D’après ce qu’on dit, la date des élections générales approche.  Il est donc urgent de sauter tout potentiel obstacle au contrôle de l’électorat de la Cité. Ganard Joseph fut un emmerdeur ; il fallait l’abattre. C’est ainsi que beaucoup de militants pour la démocratie qui refusent de courber devant la peur qui s’installe, de la corruption qui gangrène, et la militarisation des ghettos sont assassinés.  Des massacres orchestrés par le gouvernement pour établir ou rétablir sa mainmise sont enregistrés périodiquement. Le 13 novembre 2018, un massacre  eut lieu à Lasaline, un quartier défavorisé de Port-au-Prince D’après un rapport du « Réseau National de Défense des Droits Humains-RNDDH », « 38 personnes furent tuées, 4 femmes violées et plusieurs portées disparues.» Le nom du délégué présidentiel départemental de l’ouest, Joseph Pierre Richard Duplan, fut cité comme le principal instigateur de l’acte.

Selon un autre rapport du RNDDH, du 5 au 13 juillet 2019, un autre massacre fut perpertré, coutant la vie à 20 personnes, 2 portées disparues et 6 blessées. Encore une fois, le nom du délégué du président Jovenel Moise, Joseph Pierre Richard Duplan fut cité en plus du directeur du ministère de l’intérieur, M. Fednel Monchery, deux inconditionnels défenseurs du pouvoir en place.

De plus, on enregistra une escalade de la violence à une vitesse disproportionnée durant les mois qui avaient précédé l’assassinat de Ganard Joseph. Des militants du camp populaire et démocratique n’avaient pas trop beaucoup de choix : gagner la terre d’exil, mourir ou se battre contre la dictature. 

Depuis le 15 janvier 2020, l’une des branches de l’état, le parlement haïtien, cessa d’exister. Le gouvernement avait délibérément choisi de ne pas organiser les élections qui devraient renouveler cette institution vitale. La justice est totalement vassalisée et intégralement incorporée à l’exécutif. Donc, le président dirige par décret, ce qui est en flagrant contraste avec la constitution haïtienne et qui constitue un accroc majeur au fonctionnement normal d’un état de droit. Tous les pouvoirs étatiques se trouvent concentrés entre les mains du « président » de la république. Il fait et défait comme bon lui semble, sous les applaudissements et l’approbation de Washington.  

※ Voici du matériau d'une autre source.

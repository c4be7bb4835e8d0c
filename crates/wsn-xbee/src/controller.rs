//! WsnController - single-task reactor for the sensor network
//!
//! The controller owns every piece of protocol state and the transport. All
//! inbound frames, outbound writes, discovery timers and caller requests are
//! serialized through one `tokio::select!` loop, so nothing is shared and
//! nothing is locked.
//!
//! # Architecture
//!
//! ```text
//! ┌──────────────────────────────────────────────────────────────┐
//! │                       WsnController                          │
//! │                                                              │
//! │  WsnHandle ──cmd──► ┌──────────────┐ ──frames──► transport   │
//! │                     │ Dispatcher   │                         │
//! │  transport ──rx───► │ Router       │ ──NodeSummary──► subs   │
//! │                     │ Discovery    │                         │
//! │  DeadlineTimer ───► │ Registry     │                         │
//! │                     │ Telemetry    │                         │
//! │                     └──────────────┘                         │
//! └──────────────────────────────────────────────────────────────┘
//! ```
//!
//! # Example
//!
//! ```rust,ignore
//! let (controller, handle) = WsnController::new(transport, &config);
//! tokio::spawn(controller.run());
//!
//! if let Err(e) = handle.discover_all().await {
//!     warn!("Degraded network: {}", e);
//! }
//! ```

use std::collections::BTreeMap;
use std::time::Duration;
use tokio::sync::{broadcast, mpsc, oneshot};
use tokio::time::Instant;
use tracing::{debug, error, info, trace, warn};

use crate::config::{DiscoveryConfig, ReconnectConfig, WsnConfig};
use crate::discovery::{DiscoveryOutcome, DiscoveryProtocol};
use crate::dispatcher::{CommandDispatcher, DispatcherStats, Target};
use crate::error::{Result, XbeeError};
use crate::frame::{Addr16, Addr64, AtCommand, InboundFrame, NodeKey, OutboundFrame};
use crate::interface::XbeeTransport;
use crate::registry::{AddressRegistry, RegistrySnapshot};
use crate::router::{FrameEventRouter, NodeSummary};
use crate::telemetry::{Reading, SensorKind, TelemetryRecord, TelemetryStore};
use crate::timer::DeadlineTimer;

/// Capacity of the handle command channel
const COMMAND_CHANNEL_SIZE: usize = 256;

/// Capacity of the node-change broadcast
const EVENT_CHANNEL_SIZE: usize = 64;

/// Requests sent from a [`WsnHandle`] to the controller
#[derive(Debug)]
pub enum ControllerCommand {
    /// AT command for the coordinator
    LocalAtCommand {
        /// Frame id, allocated when `None`
        frame_id: Option<u8>,
        /// Command
        command: AtCommand,
        /// Parameter bytes
        parameter: Option<Vec<u8>>,
    },
    /// AT command for a remote module or the whole network
    RemoteAtCommand {
        /// Destination
        target: Target,
        /// Frame id, allocated when `None`
        frame_id: Option<u8>,
        /// Command
        command: AtCommand,
        /// Parameter bytes
        parameter: Option<Vec<u8>>,
        /// Address lookup result
        reply: oneshot::Sender<Result<()>>,
    },
    /// Application payload for a node
    SendData {
        /// Destination
        key: NodeKey,
        /// Payload
        payload: Vec<u8>,
        /// Address lookup result
        reply: oneshot::Sender<Result<()>>,
    },
    /// Run a discovery session
    StartDiscovery {
        /// Nodes that must answer
        targets: Vec<NodeKey>,
        /// Re-broadcasts after the first window
        max_retries: u32,
        /// Response window
        window: Duration,
        /// Resolved when the session ends
        reply: oneshot::Sender<Result<()>>,
    },
    /// Copy of the address registry
    Snapshot(oneshot::Sender<RegistrySnapshot>),
    /// Field nodes currently down
    UndiscoveredKeys(oneshot::Sender<Vec<NodeKey>>),
    /// Mean of accumulated samples, resetting the accumulator
    DrainAverage {
        /// Node
        key: NodeKey,
        /// `None` when no samples arrived
        reply: oneshot::Sender<Result<Option<f64>>>,
    },
    /// Last value of one sensor
    LastReading {
        /// Node
        key: NodeKey,
        /// Sensor
        kind: SensorKind,
        /// Reading, if any
        reply: oneshot::Sender<Result<Option<Reading>>>,
    },
    /// Copy of all telemetry records
    TelemetrySnapshot(oneshot::Sender<BTreeMap<NodeKey, TelemetryRecord>>),
    /// Controller statistics
    GetStats(oneshot::Sender<ControllerStats>),
    /// Stop the controller
    Shutdown,
}

/// Controller statistics
#[derive(Debug, Clone, Default, PartialEq, Eq)]
pub struct ControllerStats {
    /// 0x88 frames received
    pub at_responses: u64,
    /// 0x8B frames received
    pub transmit_statuses: u64,
    /// 0x90 frames received
    pub receive_packets: u64,
    /// 0x92 frames received
    pub io_samples: u64,
    /// 0x97 frames received
    pub remote_responses: u64,
    /// 0xA1 frames received
    pub route_records: u64,
    /// Frames of unsupported types
    pub unknown_frames: u64,
    /// Frames rejected by the decoder
    pub decode_errors: u64,
    /// Frames written to the transport
    pub frames_written: u64,
    /// Writes that failed
    pub write_failures: u64,
    /// Transport opens that failed
    pub open_failures: u64,
    /// Node-change notifications published
    pub notifications: u64,
    /// Outbound queue counters
    pub dispatcher: DispatcherStats,
}

impl ControllerStats {
    fn count_frame(&mut self, frame: &InboundFrame) {
        let counter = match frame {
            InboundFrame::AtCommandResponse { .. } => &mut self.at_responses,
            InboundFrame::TransmitStatus { .. } => &mut self.transmit_statuses,
            InboundFrame::ReceivePacket { .. } => &mut self.receive_packets,
            InboundFrame::IoDataSample { .. } => &mut self.io_samples,
            InboundFrame::RemoteCommandResponse { .. } => &mut self.remote_responses,
            InboundFrame::RouteRecord { .. } => &mut self.route_records,
            InboundFrame::Unknown { .. } => &mut self.unknown_frames,
        };
        *counter += 1;
    }
}

/// Handle for controlling a running [`WsnController`]
#[derive(Debug, Clone)]
pub struct WsnHandle {
    command_tx: mpsc::Sender<ControllerCommand>,
    events_tx: broadcast::Sender<NodeSummary>,
    field_keys: Vec<NodeKey>,
    discovery: DiscoveryConfig,
}

impl WsnHandle {
    async fn send(&self, cmd: ControllerCommand) -> Result<()> {
        self.command_tx
            .send(cmd)
            .await
            .map_err(|_| XbeeError::ChannelClosed)
    }

    async fn request<T>(
        &self,
        make: impl FnOnce(oneshot::Sender<T>) -> ControllerCommand,
    ) -> Result<T> {
        let (tx, rx) = oneshot::channel();
        self.send(make(tx)).await?;
        rx.await.map_err(|_| XbeeError::ChannelClosed)
    }

    /// Queue an AT command for the coordinator
    pub async fn send_local_at_command(
        &self,
        frame_id: Option<u8>,
        command: AtCommand,
        parameter: Option<Vec<u8>>,
    ) -> Result<()> {
        self.send(ControllerCommand::LocalAtCommand {
            frame_id,
            command,
            parameter,
        })
        .await
    }

    /// Queue an AT command for a node or, with [`Target::Broadcast`], every node
    pub async fn send_remote_at_command(
        &self,
        target: Target,
        frame_id: Option<u8>,
        command: AtCommand,
        parameter: Option<Vec<u8>>,
    ) -> Result<()> {
        self.request(|reply| ControllerCommand::RemoteAtCommand {
            target,
            frame_id,
            command,
            parameter,
            reply,
        })
        .await?
    }

    /// Queue an application payload for a node
    pub async fn send_data(&self, key: NodeKey, payload: impl Into<Vec<u8>>) -> Result<()> {
        let payload = payload.into();
        self.request(|reply| ControllerCommand::SendData {
            key,
            payload,
            reply,
        })
        .await?
    }

    /// Run a discovery session and wait for it to end
    pub async fn start_discovery(
        &self,
        targets: Vec<NodeKey>,
        max_retries: u32,
        window: Duration,
    ) -> Result<()> {
        self.request(|reply| ControllerCommand::StartDiscovery {
            targets,
            max_retries,
            window,
            reply,
        })
        .await?
    }

    /// Discover every field node with the configured retry and window
    pub async fn discover_all(&self) -> Result<()> {
        self.start_discovery(
            self.field_keys.clone(),
            self.discovery.max_retries,
            self.discovery.window,
        )
        .await
    }

    /// Copy of the address registry
    pub async fn snapshot(&self) -> Result<RegistrySnapshot> {
        self.request(ControllerCommand::Snapshot).await
    }

    /// Field nodes currently believed down
    pub async fn undiscovered_keys(&self) -> Result<Vec<NodeKey>> {
        self.request(ControllerCommand::UndiscoveredKeys).await
    }

    /// Mean of the samples accumulated for `key` since the last drain
    pub async fn drain_average(&self, key: NodeKey) -> Result<Option<f64>> {
        self.request(|reply| ControllerCommand::DrainAverage { key, reply })
            .await?
    }

    /// Last value of one sensor
    pub async fn last_reading(&self, key: NodeKey, kind: SensorKind) -> Result<Option<Reading>> {
        self.request(|reply| ControllerCommand::LastReading { key, kind, reply })
            .await?
    }

    /// Copy of all telemetry records
    pub async fn telemetry_snapshot(&self) -> Result<BTreeMap<NodeKey, TelemetryRecord>> {
        self.request(ControllerCommand::TelemetrySnapshot).await
    }

    /// Get controller statistics
    pub async fn stats(&self) -> Result<ControllerStats> {
        self.request(ControllerCommand::GetStats).await
    }

    /// Receive a [`NodeSummary`] every time a frame changes a node
    pub fn subscribe(&self) -> broadcast::Receiver<NodeSummary> {
        self.events_tx.subscribe()
    }

    /// Field node keys in configuration order
    pub fn field_keys(&self) -> &[NodeKey] {
        &self.field_keys
    }

    /// Stop the controller
    pub async fn shutdown(&self) -> Result<()> {
        self.send(ControllerCommand::Shutdown).await
    }
}

/// Reactor owning the protocol state and the transport
pub struct WsnController<T: XbeeTransport> {
    /// Link to the coordinator
    transport: T,
    /// Node identity, liveness and routes
    registry: AddressRegistry,
    /// Sensor readings
    telemetry: TelemetryStore,
    /// Outbound frame builder
    dispatcher: CommandDispatcher<mpsc::UnboundedSender<OutboundFrame>>,
    /// Frames waiting to be written
    outbound_rx: mpsc::UnboundedReceiver<OutboundFrame>,
    /// Node discovery
    discovery: DiscoveryProtocol,
    /// Caller waiting for the running discovery session
    discovery_reply: Option<oneshot::Sender<Result<()>>>,
    /// Discovery windows
    timer: DeadlineTimer,
    /// Inbound frame handling
    router: FrameEventRouter,
    /// Command receiver
    command_rx: mpsc::Receiver<ControllerCommand>,
    /// Node-change notifications
    events_tx: broadcast::Sender<NodeSummary>,
    /// Reconnection policy
    reconnect: ReconnectConfig,
    /// Pending reopen while the link is down
    reconnect_state: Option<Reconnect>,
    /// Statistics
    stats: ControllerStats,
}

 La démocratie est en veilleuse en Haïti. La république est en émoi. Les libertés publiques cessent d’exister. Les militants, qui résistent, meurent dans le silence de la communauté internationale. Ainsi est défini l’avenir de plus de 12 millions d’hommes et de femmes à l’aube du 21e siècle. Ganard Joseph, la dernière victime en date du combat pour l’établissement d’un état de droit en Haïti.